But when I was dating I very rarely got emails of significance (other than the typical 'wanna F**k?' type crap and that most certainly does not count.. 
even those were few.

I actually had to make the moves on almost every guy I've ever dated.. I've never been bought a drink at a bar or been hit on at a bar.
now.. think about that.. a girl with SA having to make the moves.. it was HARD.

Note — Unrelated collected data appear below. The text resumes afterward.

//! MCTS tree structure with arena allocation.
//!
//! Nodes are stored in a contiguous Vec and referenced by NodeId indices;
//! each node owns its children list. The tree lives for a single move and
//! is dropped afterwards.

use engine_core::PlayerId;

use crate::node::{MctsNode, NodeId, NodeKind};

/// MCTS tree with arena-based node storage.
#[derive(Debug)]
pub struct MctsTree {
    nodes: Vec<MctsNode>,

    /// Root node index (always 0 after initialization)
    root: NodeId,
}

impl MctsTree {
    pub fn new(root_player: PlayerId) -> Self {
        Self {
            nodes: vec![MctsNode::new_root(root_player)],
            root: NodeId(0),
        }
    }

    #[inline]
    pub fn root(&self) -> NodeId {
        self.root
    }

    #[inline]
    pub fn get(&self, id: NodeId) -> &MctsNode {
        &self.nodes[id.0 as usize]
    }

    #[inline]
    pub fn get_mut(&mut self, id: NodeId) -> &mut MctsNode {
        &mut self.nodes[id.0 as usize]
    }

    /// Allocate a new node and return its ID.
    pub fn allocate(&mut self, node: MctsNode) -> NodeId {
        let id = NodeId(self.nodes.len() as u32);
        self.nodes.push(node);
        id
    }

    #[inline]
    pub fn len(&self) -> usize {
        self.nodes.len()
    }

    #[inline]
    pub fn is_empty(&self) -> bool {
        self.nodes.is_empty()
    }

    /// Add a decision child for the parent's `action`-th legal action.
    pub fn add_child(&mut self, parent_id: NodeId, action: u32, player: PlayerId) -> NodeId {
        let child = self.allocate(MctsNode::new_child(parent_id, action, NodeKind::Decision, player));
        self.get_mut(parent_id).children.push(child);
        child
    }

    /// Add a chance node for the parent's `action`-th legal action, with
    /// `outcomes` pre-allocated outcome children.
    pub fn add_chance_child(
        &mut self,
        parent_id: NodeId,
        action: u32,
        player: PlayerId,
        base_seed: u64,
        outcomes: u32,
    ) -> NodeId {
        let chance = self.allocate(MctsNode::new_child(
            parent_id,
            action,
            NodeKind::Chance { base_seed },
            player,
        ));
        self.get_mut(parent_id).children.push(chance);
        for outcome in 0..outcomes.max(1) {
            self.add_child(chance, outcome, player);
        }
        chance
    }

    /// Child with the highest UCT score; ties go to the earliest child.
    pub fn select_child(&self, node_id: NodeId, c: f64) -> Option<NodeId> {
        let node = self.get(node_id);
        let ln_parent = f64::from(node.visit_count.max(1)).ln();

        let mut best: Option<(NodeId, f64)> = None;
        for &child in &node.children {
            let score = self.get(child).uct_score(ln_parent, c);
            if best.map_or(true, |(_, b)| score > b) {
                best = Some((child, score));
            }
        }
        best.map(|(id, _)| id)
    }

    /// Walk from `leaf_id` to the root, counting a visit on every node and
    /// adding `reward(node)` to its value sum.
    pub fn backpropagate<F>(&mut self, leaf_id: NodeId, reward: F)
    where
        F: Fn(&MctsNode) -> f64,
    {
        let mut current_id = leaf_id;
        while current_id.is_some() {
            let node = self.get_mut(current_id);
            node.visit_count += 1;
            node.value_sum += reward(node);
            current_id = node.parent;
        }
    }

    /// Most visited root child as `(action, visits)`. Equal visit counts
    /// go to the earliest child. `None` if the root has no children.
    pub fn best_action(&self) -> Option<(u32, u32)> {
        let root = self.get(self.root);
        let mut best: Option<&MctsNode> = None;
        for &child in &root.children {
            let node = self.get(child);
            if best.map_or(true, |b| node.visit_count > b.visit_count) {
                best = Some(node);
            }
        }
        best.map(|node| (node.action, node.visit_count))
    }

    /// Visit counts of the root children, in legal-action order.
    pub fn root_visits(&self) -> Vec<u32> {
        self.get(self.root)
            .children
            .iter()
            .map(|&id| self.get(id).visit_count)
            .collect()
    }

    /// Get statistics about the tree for debugging.
    pub fn stats(&self) -> TreeStats {
        let root = self.get(self.root);
        TreeStats {
            total_nodes: self.nodes.len(),
            root_visits: root.visit_count,
            root_value: root.mean_value(),
            max_depth: self.compute_max_depth(),
        }
    }

    fn compute_max_depth(&self) -> u32 {
        let mut max_depth = 0;
        let mut stack = vec![(self.root, 0u32)];
        while let Some((id, depth)) = stack.pop() {
            max_depth = max_depth.max(depth);
            for &child in &self.get(id).children {
                stack.push((child, depth + 1));
            }
        }
        max_depth
    }
}

/// Statistics about an MCTS tree.
#[derive(Debug, Clone)]
pub struct TreeStats {
    pub total_nodes: usize,
    pub root_visits: u32,
    pub root_value: f64,
    pub max_depth: u32,
}

#[cfg(test)]
mod tests {
    use super::*;

    #[test]
    fn test_new_tree() {
        let tree = MctsTree::new(0);
        assert_eq!(tree.len(), 1);
        assert_eq!(tree.root(), NodeId(0));
        assert!(tree.get(tree.root()).parent.is_none());
    }

    #[test]
    fn test_add_child() {
        let mut tree = MctsTree::new(0);
        let child_id = tree.add_child(tree.root(), 2, 0);

        assert_eq!(tree.len(), 2);
        assert_eq!(child_id, NodeId(1));
        assert_eq!(tree.get(tree.root()).children, vec![child_id]);

        let child = tree.get(child_id);
        assert_eq!(child.parent, tree.root());
        assert_eq!(child.action, 2);
    }

    #[test]
    fn test_add_chance_child() {
        let mut tree = MctsTree::new(0);
        let chance = tree.add_chance_child(tree.root(), 1, 0, 77, 3);

        assert_eq!(tree.len(), 5);
        let node = tree.get(chance);
        assert_eq!(node.kind, NodeKind::Chance { base_seed: 77 });
        assert_eq!(node.children.len(), 3);
        for (i, &outcome) in node.children.iter().enumerate() {
            assert_eq!(tree.get(outcome).action, i as u32);
            assert_eq!(tree.get(outcome).parent, chance);
        }
    }

    #[test]
    fn test_backpropagate() {
        let mut tree = MctsTree::new(0);
        let child = tree.add_child(tree.root(), 0, 0);
        let grandchild = tree.add_child(child, 1, 1);

        tree.backpropagate(grandchild, |_| 0.75);
        assert_eq!(tree.get(grandchild).visit_count, 1);
        assert_eq!(tree.get(child).visit_count, 1);
        assert_eq!(tree.get(tree.root()).visit_count, 1);
        assert!((tree.get(tree.root()).value_sum - 0.75).abs() < 1e-12);

        tree.backpropagate(grandchild, |node| if node.player == 1 { 1.0 } else { 0.0 });
        assert!((tree.get(grandchild).value_sum - 1.75).abs() < 1e-12);
        assert!((tree.get(child).value_sum - 0.75).abs() < 1e-12);
    }

    #[test]
    fn test_select_child_prefers_unvisited_then_first() {
        let mut tree = MctsTree::new(0);
        let a = tree.add_child(tree.root(), 0, 0);
        let b = tree.add_child(tree.root(), 1, 0);

        assert_eq!(tree.select_child(tree.root(), 2.0), Some(a));

        tree.backpropagate(a, |_| 0.0);
        assert_eq!(tree.select_child(tree.root(), 2.0), Some(b));

        tree.backpropagate(b, |_| 1.0);
        assert_eq!(tree.select_child(tree.root(), 2.0), Some(b));
    }

    #[test]
    fn test_best_action_tie_breaks() {
        let mut tree = MctsTree::new(0);
        let a = tree.add_child(tree.root(), 0, 0);
        let b = tree.add_child(tree.root(), 1, 0);
        tree.get_mut(a).visit_count = 5;
        tree.get_mut(b).visit_count = 5;
        tree.get_mut(b).value_sum = 5.0;
        assert_eq!(tree.best_action(), Some((0, 5)));

        tree.get_mut(b).visit_count = 6;
        assert_eq!(tree.best_action(), Some((1, 6)));
        assert_eq!(tree.root_visits(), vec![5, 6]);
    }

    #[test]
    fn test_tree_stats() {
        let mut tree = MctsTree::new(0);
        let child = tree.add_child(tree.root(), 0, 0);
        tree.add_chance_child(child, 0, 1, 5, 2);

        let stats = tree.stats();
        assert_eq!(stats.total_nodes, 5);
        assert_eq!(stats.max_depth, 3);
    }
}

but... idk.. maybe you're right.. from my perspective- where I'm sitting.. not so much..
I'm betting most of the emails those 'hot' people get are just junk 'wanna f**k' emails..don't get too excited...


----------



## BrookeHannigan (Mar 29, 2012)

nickelbird said:


> eh- I consider myself a fairly attractive female.. not like.. bombshell.. but attractive.
> But when I was dating I very rarely got emails of significance (other than the typical 'wanna F**k?' type crap and that most certainly does not count..
> even those were few.
> 
> ...


From my experience its more how you represent/carry yourself
Ive seen out going self confident sloppy looking 400 pound midget get all kind of guys,
As my bf said i give a very unpleasent/awkward/weird vibe which makes people less likely to approach me, it does make sense but it sucks lol.


----------



## visualkeirockstar (Aug 5, 2012)

Looks pretty accurate to me.


----------



## visualkeirockstar (Aug 5, 2012)

I had 2 message but they weren't really my type.


----------



## nickelbird (Apr 10, 2013)

BrookeHannigan said:


> From my experience its more how you represent/carry yourself
> Ive seen out going self confident sloppy looking 400 pound midget get all kind of guys,
> As my bf said i give a very unpleasent/awkward/weird vibe which makes people less likely to approach me, it does make sense but it sucks lol.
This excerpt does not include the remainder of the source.